Segment Open
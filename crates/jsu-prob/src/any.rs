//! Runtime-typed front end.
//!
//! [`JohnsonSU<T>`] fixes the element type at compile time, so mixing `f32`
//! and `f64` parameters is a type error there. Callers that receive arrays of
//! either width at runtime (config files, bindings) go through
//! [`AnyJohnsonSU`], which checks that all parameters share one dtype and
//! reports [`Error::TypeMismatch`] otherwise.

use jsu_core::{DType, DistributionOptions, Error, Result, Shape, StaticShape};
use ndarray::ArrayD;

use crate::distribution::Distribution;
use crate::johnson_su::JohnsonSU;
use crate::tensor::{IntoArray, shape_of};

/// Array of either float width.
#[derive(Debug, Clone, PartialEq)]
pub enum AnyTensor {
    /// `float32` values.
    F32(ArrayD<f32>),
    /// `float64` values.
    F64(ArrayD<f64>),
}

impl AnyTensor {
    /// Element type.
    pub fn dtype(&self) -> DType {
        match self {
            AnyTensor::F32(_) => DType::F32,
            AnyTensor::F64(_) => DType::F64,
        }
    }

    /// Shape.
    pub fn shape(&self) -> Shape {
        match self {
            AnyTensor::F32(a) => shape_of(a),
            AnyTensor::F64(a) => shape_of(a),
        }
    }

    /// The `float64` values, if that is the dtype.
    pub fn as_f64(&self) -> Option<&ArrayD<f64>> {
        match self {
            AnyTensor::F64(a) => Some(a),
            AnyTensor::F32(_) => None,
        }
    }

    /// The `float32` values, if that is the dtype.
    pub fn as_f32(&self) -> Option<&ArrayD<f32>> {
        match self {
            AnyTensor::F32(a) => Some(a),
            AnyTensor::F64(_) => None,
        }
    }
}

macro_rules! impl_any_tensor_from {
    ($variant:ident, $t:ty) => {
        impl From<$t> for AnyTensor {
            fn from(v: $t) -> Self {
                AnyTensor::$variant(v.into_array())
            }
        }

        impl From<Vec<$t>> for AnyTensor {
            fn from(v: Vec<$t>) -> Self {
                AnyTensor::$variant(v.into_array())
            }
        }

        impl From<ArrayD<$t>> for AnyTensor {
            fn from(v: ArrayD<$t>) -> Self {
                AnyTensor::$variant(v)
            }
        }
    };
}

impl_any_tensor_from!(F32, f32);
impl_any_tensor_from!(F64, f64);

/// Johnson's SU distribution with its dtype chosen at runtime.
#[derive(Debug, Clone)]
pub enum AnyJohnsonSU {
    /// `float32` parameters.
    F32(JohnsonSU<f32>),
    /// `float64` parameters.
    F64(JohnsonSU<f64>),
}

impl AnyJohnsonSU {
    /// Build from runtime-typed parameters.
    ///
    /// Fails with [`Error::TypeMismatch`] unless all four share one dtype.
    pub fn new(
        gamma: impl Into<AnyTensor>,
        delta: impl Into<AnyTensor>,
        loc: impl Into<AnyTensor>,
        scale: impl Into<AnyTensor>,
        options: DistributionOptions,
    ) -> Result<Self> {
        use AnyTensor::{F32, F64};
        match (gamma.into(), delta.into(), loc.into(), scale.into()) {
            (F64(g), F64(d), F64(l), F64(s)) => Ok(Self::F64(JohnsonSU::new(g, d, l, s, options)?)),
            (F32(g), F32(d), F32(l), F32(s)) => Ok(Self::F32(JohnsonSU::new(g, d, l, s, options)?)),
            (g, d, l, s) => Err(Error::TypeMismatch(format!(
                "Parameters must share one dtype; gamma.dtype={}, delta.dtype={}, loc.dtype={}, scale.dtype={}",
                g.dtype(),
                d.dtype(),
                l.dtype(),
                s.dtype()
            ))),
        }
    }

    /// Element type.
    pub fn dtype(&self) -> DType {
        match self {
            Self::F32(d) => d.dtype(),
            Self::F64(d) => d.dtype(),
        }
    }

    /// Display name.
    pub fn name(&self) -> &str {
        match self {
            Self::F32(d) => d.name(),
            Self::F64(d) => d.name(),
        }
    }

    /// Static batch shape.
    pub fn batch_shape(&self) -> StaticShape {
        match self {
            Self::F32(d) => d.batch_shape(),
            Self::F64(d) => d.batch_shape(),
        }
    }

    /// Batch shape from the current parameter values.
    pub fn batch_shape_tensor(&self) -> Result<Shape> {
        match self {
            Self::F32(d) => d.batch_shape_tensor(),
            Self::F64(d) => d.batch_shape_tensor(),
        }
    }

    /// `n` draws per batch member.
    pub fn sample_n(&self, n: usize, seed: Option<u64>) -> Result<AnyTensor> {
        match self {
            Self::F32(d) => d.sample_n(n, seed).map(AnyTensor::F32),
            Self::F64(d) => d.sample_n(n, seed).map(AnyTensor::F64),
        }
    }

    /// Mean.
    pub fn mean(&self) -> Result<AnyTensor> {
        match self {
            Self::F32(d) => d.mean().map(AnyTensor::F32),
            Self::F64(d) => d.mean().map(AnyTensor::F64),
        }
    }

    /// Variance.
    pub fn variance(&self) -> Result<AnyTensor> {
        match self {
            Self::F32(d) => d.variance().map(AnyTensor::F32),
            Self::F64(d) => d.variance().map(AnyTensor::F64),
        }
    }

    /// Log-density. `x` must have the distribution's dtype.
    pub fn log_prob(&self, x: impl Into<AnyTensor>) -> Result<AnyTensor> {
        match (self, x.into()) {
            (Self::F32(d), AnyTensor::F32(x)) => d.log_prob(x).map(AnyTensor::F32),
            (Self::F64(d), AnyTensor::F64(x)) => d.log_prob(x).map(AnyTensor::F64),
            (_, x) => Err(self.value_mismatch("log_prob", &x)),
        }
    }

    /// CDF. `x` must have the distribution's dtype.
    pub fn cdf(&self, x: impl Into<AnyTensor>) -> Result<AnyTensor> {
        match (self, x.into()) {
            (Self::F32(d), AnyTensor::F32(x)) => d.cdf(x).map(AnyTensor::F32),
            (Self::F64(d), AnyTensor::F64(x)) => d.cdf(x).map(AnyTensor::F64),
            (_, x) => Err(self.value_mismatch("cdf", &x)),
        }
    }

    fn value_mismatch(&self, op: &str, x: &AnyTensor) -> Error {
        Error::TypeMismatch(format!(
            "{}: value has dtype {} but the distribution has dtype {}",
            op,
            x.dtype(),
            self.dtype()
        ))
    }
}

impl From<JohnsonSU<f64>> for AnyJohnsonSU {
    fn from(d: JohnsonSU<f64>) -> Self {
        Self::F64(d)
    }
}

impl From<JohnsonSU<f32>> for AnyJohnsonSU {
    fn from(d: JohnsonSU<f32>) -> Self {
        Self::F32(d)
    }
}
Segment Closed
**Required action:** Beginning with the first line and ending with the last, restate the data word for word.

**Written response:**
filename crates/jsu-prob/src/any.rs
//! Runtime-typed front end.
//!
//! [`JohnsonSU<T>`] fixes the element type at compile time, so mixing `f32`
//! and `f64` parameters is a type error there. Callers that receive arrays of
//! either width at runtime (config files, bindings) go through
//! [`AnyJohnsonSU`], which checks that all parameters share one dtype and
//! reports [`Error::TypeMismatch`] otherwise.

use jsu_core::{DType, DistributionOptions, Error, Result, Shape, StaticShape};
use ndarray::ArrayD;

use crate::distribution::Distribution;
use crate::johnson_su::JohnsonSU;
use crate::tensor::{IntoArray, shape_of};

/// Array of either float width.
#[derive(Debug, Clone, PartialEq)]
pub enum AnyTensor {
    /// `float32` values.
    F32(ArrayD<f32>),
    /// `float64` values.
    F64(ArrayD<f64>),
}

impl AnyTensor {
    /// Element type.
    pub fn dtype(&self) -> DType {
        match self {
            AnyTensor::F32(_) => DType::F32,
            AnyTensor::F64(_) => DType::F64,
        }
    }

    /// Shape.
    pub fn shape(&self) -> Shape {
        match self {
            AnyTensor::F32(a) => shape_of(a),
            AnyTensor::F64(a) => shape_of(a),
        }
    }

    /// The `float64` values, if that is the dtype.
    pub fn as_f64(&self) -> Option<&ArrayD<f64>> {
        match self {
            AnyTensor::F64(a) => Some(a),
            AnyTensor::F32(_) => None,
        }
    }

    /// The `float32` values, if that is the dtype.
    pub fn as_f32(&self) -> Option<&ArrayD<f32>> {
        match self {
            AnyTensor::F32(a) => Some(a),
            AnyTensor::F64(_) => None,
        }
    }
}

macro_rules! impl_any_tensor_from {
    ($variant:ident, $t:ty) => {
        impl From<$t> for AnyTensor {
            fn from(v: $t) -> Self {
                AnyTensor::$variant(v.into_array())
            }
        }

        impl From<Vec<$t>> for AnyTensor {
            fn from(v: Vec<$t>) -> Self {
                AnyTensor::$variant(v.into_array())
            }
        }

        impl From<ArrayD<$t>> for AnyTensor {
            fn from(v: ArrayD<$t>) -> Self {
                AnyTensor::$variant(v)
            }
        }
    };
}

impl_any_tensor_from!(F32, f32);
impl_any_tensor_from!(F64, f64);

/// Johnson's SU distribution with its dtype chosen at runtime.
#[derive(Debug, Clone)]
pub enum AnyJohnsonSU {
    /// `float32` parameters.
    F32(JohnsonSU<f32>),
    /// `float64` parameters.
    F64(JohnsonSU<f64>),
}

impl AnyJohnsonSU {
    /// Build from runtime-typed parameters.
    ///
    /// Fails with [`Error::TypeMismatch`] unless all four share one dtype.
    pub fn new(
        gamma: impl Into<AnyTensor>,
        delta: impl Into<AnyTensor>,
        loc: impl Into<AnyTensor>,
        scale: impl Into<AnyTensor>,
        options: DistributionOptions,
    ) -> Result<Self> {
        use AnyTensor::{F32, F64};
        match (gamma.into(), delta.into(), loc.into(), scale.into()) {
            (F64(g), F64(d), F64(l), F64(s)) => Ok(Self::F64(JohnsonSU::new(g, d, l, s, options)?)),
            (F32(g), F32(d), F32(l), F32(s)) => Ok(Self::F32(JohnsonSU::new(g, d, l, s, options)?)),
            (g, d, l, s) => Err(Error::TypeMismatch(format!(
                "Parameters must share one dtype; gamma.dtype={}, delta.dtype={}, loc.dtype={}, scale.dtype={}",
                g.dtype(),
                d.dtype(),
                l.dtype(),
                s.dtype()
            ))),
        }
    }

    /// Element type.
    pub fn dtype(&self) -> DType {
        match self {
            Self::F32(d) => d.dtype(),
            Self::F64(d) => d.dtype(),
        }
    }

    /// Display name.
    pub fn name(&self) -> &str {
        match self {
            Self::F32(d) => d.name(),
            Self::F64(d) => d.name(),
        }
    }

    /// Static batch shape.
    pub fn batch_shape(&self) -> StaticShape {
        match self {
            Self::F32(d) => d.batch_shape(),
            Self::F64(d) => d.batch_shape(),
        }
    }

    /// Batch shape from the current parameter values.
    pub fn batch_shape_tensor(&self) -> Result<Shape> {
        match self {
            Self::F32(d) => d.batch_shape_tensor(),
            Self::F64(d) => d.batch_shape_tensor(),
        }
    }

    /// `n` draws per batch member.
    pub fn sample_n(&self, n: usize, seed: Option<u64>) -> Result<AnyTensor> {
        match self {
            Self::F32(d) => d.sample_n(n, seed).map(AnyTensor::F32),
            Self::F64(d) => d.sample_n(n, seed).map(AnyTensor::F64),
        }
    }

    /// Mean.
    pub fn mean(&self) -> Result<AnyTensor> {
        match self {
            Self::F32(d) => d.mean().map(AnyTensor::F32),
            Self::F64(d) => d.mean().map(AnyTensor::F64),
        }
    }

    /// Variance.
    pub fn variance(&self) -> Result<AnyTensor> {
        match self {
            Self::F32(d) => d.variance().map(AnyTensor::F32),
            Self::F64(d) => d.variance().map(AnyTensor::F64),
        }
    }

    /// Log-density. `x` must have the distribution's dtype.
    pub fn log_prob(&self, x: impl Into<AnyTensor>) -> Result<AnyTensor> {
        match (self, x.into()) {
            (Self::F32(d), AnyTensor::F32(x)) => d.log_prob(x).map(AnyTensor::F32),
            (Self::F64(d), AnyTensor::F64(x)) => d.log_prob(x).map(AnyTensor::F64),
            (_, x) => Err(self.value_mismatch("log_prob", &x)),
        }
    }

    /// CDF. `x` must have the distribution's dtype.
    pub fn cdf(&self, x: impl Into<AnyTensor>) -> Result<AnyTensor> {
        match (self, x.into()) {
            (Self::F32(d), AnyTensor::F32(x)) => d.cdf(x).map(AnyTensor::F32),
            (Self::F64(d), AnyTensor::F64(x)) => d.cdf(x).map(AnyTensor::F64),
            (_, x) => Err(self.value_mismatch("cdf", &x)),
        }
    }

    fn value_mismatch(&self, op: &str, x: &AnyTensor) -> Error {
        Error::TypeMismatch(format!(
            "{}: value has dtype {} but the distribution has dtype {}",
            op,
            x.dtype(),
            self.dtype()
        ))
    }
}

impl From<JohnsonSU<f64>> for AnyJohnsonSU {
    fn from(d: JohnsonSU<f64>) -> Self {
        Self::F64(d)
    }
}

impl From<JohnsonSU<f32>> for AnyJohnsonSU {
    fn from(d: JohnsonSU<f32>) -> Self {
        Self::F32(d)
    }
}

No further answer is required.